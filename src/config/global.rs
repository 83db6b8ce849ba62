//! Discovered host configuration: environment variable and user config file.
//!
//! The lowest-priority link of the host chain. The environment variable is
//! read on every query (it is cheap and tests rely on it changing); the
//! config file is read once per [`DiscoveredHost`] instance.
//!
//! The user config file lives at `{config_dir}/snipview/config.toml`:
//!
//! ```toml
//! host = "https://snippets.example.com"
//! theme = "light"
//! ```

use std::path::{Path, PathBuf};
use std::sync::OnceLock;

use anyhow::{Context, Result};
use serde::Deserialize;
use tracing::{debug, warn};

use super::{HostSource, Theme};
use crate::constants::{CONFIG_DIR_NAME, CONFIG_FILE_NAME, HOST_ENV_VAR};

/// Contents of the user configuration file.
#[derive(Debug, Clone, Default, Deserialize)]
pub struct GlobalConfig {
    /// Default snippet host.
    pub host: Option<String>,
    /// Theme name, parsed with [`Theme::parse`].
    pub theme: Option<String>,
}

impl GlobalConfig {
    /// Platform path of the user config file, when a config dir exists.
    #[must_use]
    pub fn default_path() -> Option<PathBuf> {
        dirs::config_dir().map(|dir| dir.join(CONFIG_DIR_NAME).join(CONFIG_FILE_NAME))
    }

    /// Loads and parses the config file at `path`.
    ///
    /// # Errors
    ///
    /// Fails when the file cannot be read or is not valid TOML.
    pub fn load_from(path: &Path) -> Result<Self> {
        let raw = std::fs::read_to_string(path)
            .with_context(|| format!("Failed to read config file {}", path.display()))?;
        toml::from_str(&raw)
            .with_context(|| format!("Invalid config file {}", path.display()))
    }

    /// The configured theme, if present and recognized.
    #[must_use]
    pub fn parsed_theme(&self) -> Option<Theme> {
        self.theme.as_deref().and_then(Theme::parse)
    }
}

/// Discovered host source: `SNIPVIEW_HOST`, then the user config file.
///
/// A missing or unparsable config file is not an error here - discovery
/// simply reports absence (with a warning for a file that exists but does
/// not parse) and the chain moves on.
#[derive(Debug, Default)]
pub struct DiscoveredHost {
    config_path: Option<PathBuf>,
    file_host: OnceLock<Option<String>>,
}

impl DiscoveredHost {
    /// Discovery against the platform config path.
    #[must_use]
    pub fn new() -> Self {
        Self::default()
    }

    /// Discovery against an explicit config file path. Used by tests and by
    /// embeddings that relocate configuration.
    #[must_use]
    pub fn with_config_path(path: impl Into<PathBuf>) -> Self {
        Self {
            config_path: Some(path.into()),
            file_host: OnceLock::new(),
        }
    }

    fn host_from_file(&self) -> Option<String> {
        self.file_host
            .get_or_init(|| {
                let path = self
                    .config_path
                    .clone()
                    .or_else(GlobalConfig::default_path)?;
                if !path.exists() {
                    return None;
                }
                match GlobalConfig::load_from(&path) {
                    Ok(config) => {
                        debug!(target: "config", "discovered config at {}", path.display());
                        config.host
                    }
                    Err(err) => {
                        warn!(target: "config", "ignoring config file: {err:#}");
                        None
                    }
                }
            })
            .clone()
    }
}

impl HostSource for DiscoveredHost {
    fn host(&self) -> Option<String> {
        if let Some(host) = std::env::var(HOST_ENV_VAR).ok().filter(|h| !h.is_empty()) {
            return Some(host);
        }
        self.host_from_file()
    }
}

#[cfg(test)]
mod tests {
    use super::*;
    use serial_test::serial;

    fn clear_host_env() {
        // SAFETY: tests mutating process env are serialized with #[serial].
        unsafe { std::env::remove_var(HOST_ENV_VAR) };
    }

    #[test]
    fn load_from_parses_host_and_theme() {
        let dir = tempfile::tempdir().unwrap();
        let path = dir.path().join("config.toml");
        std::fs::write(&path, "host = \"https://cfg.example.com\"\ntheme = \"light\"\n").unwrap();

        let config = GlobalConfig::load_from(&path).unwrap();
        assert_eq!(config.host.as_deref(), Some("https://cfg.example.com"));
        assert_eq!(config.parsed_theme(), Some(Theme::Light));
    }

    #[test]
    fn load_from_rejects_invalid_toml() {
        let dir = tempfile::tempdir().unwrap();
        let path = dir.path().join("config.toml");
        std::fs::write(&path, "host = [not toml").unwrap();
        assert!(GlobalConfig::load_from(&path).is_err());
    }

    #[test]
    #[serial]
    fn env_var_wins_over_config_file() {
        let dir = tempfile::tempdir().unwrap();
        let path = dir.path().join("config.toml");
        std::fs::write(&path, "host = \"https://from-file\"\n").unwrap();

        // SAFETY: serialized via #[serial].
        unsafe { std::env::set_var(HOST_ENV_VAR, "https://from-env") };
        let discovered = DiscoveredHost::with_config_path(&path);
        assert_eq!(discovered.host(), Some("https://from-env".to_string()));

        clear_host_env();
        let discovered = DiscoveredHost::with_config_path(&path);
        assert_eq!(discovered.host(), Some("https://from-file".to_string()));
    }

    #[test]
    #[serial]
    fn absent_sources_report_absence() {
        clear_host_env();
        let dir = tempfile::tempdir().unwrap();
        let discovered = DiscoveredHost::with_config_path(dir.path().join("missing.toml"));
        assert_eq!(discovered.host(), None);
    }
}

• [DIRECTIONS FOR THIS TASK]:
Scan the records above. Return every line with "tests" in it.

• [EXERCISE RESULT]:
//! read on every query (it is cheap and tests rely on it changing); the
    /// Discovery against an explicit config file path. Used by tests and by
mod tests {
        // SAFETY: tests mutating process env are serialized with #[serial].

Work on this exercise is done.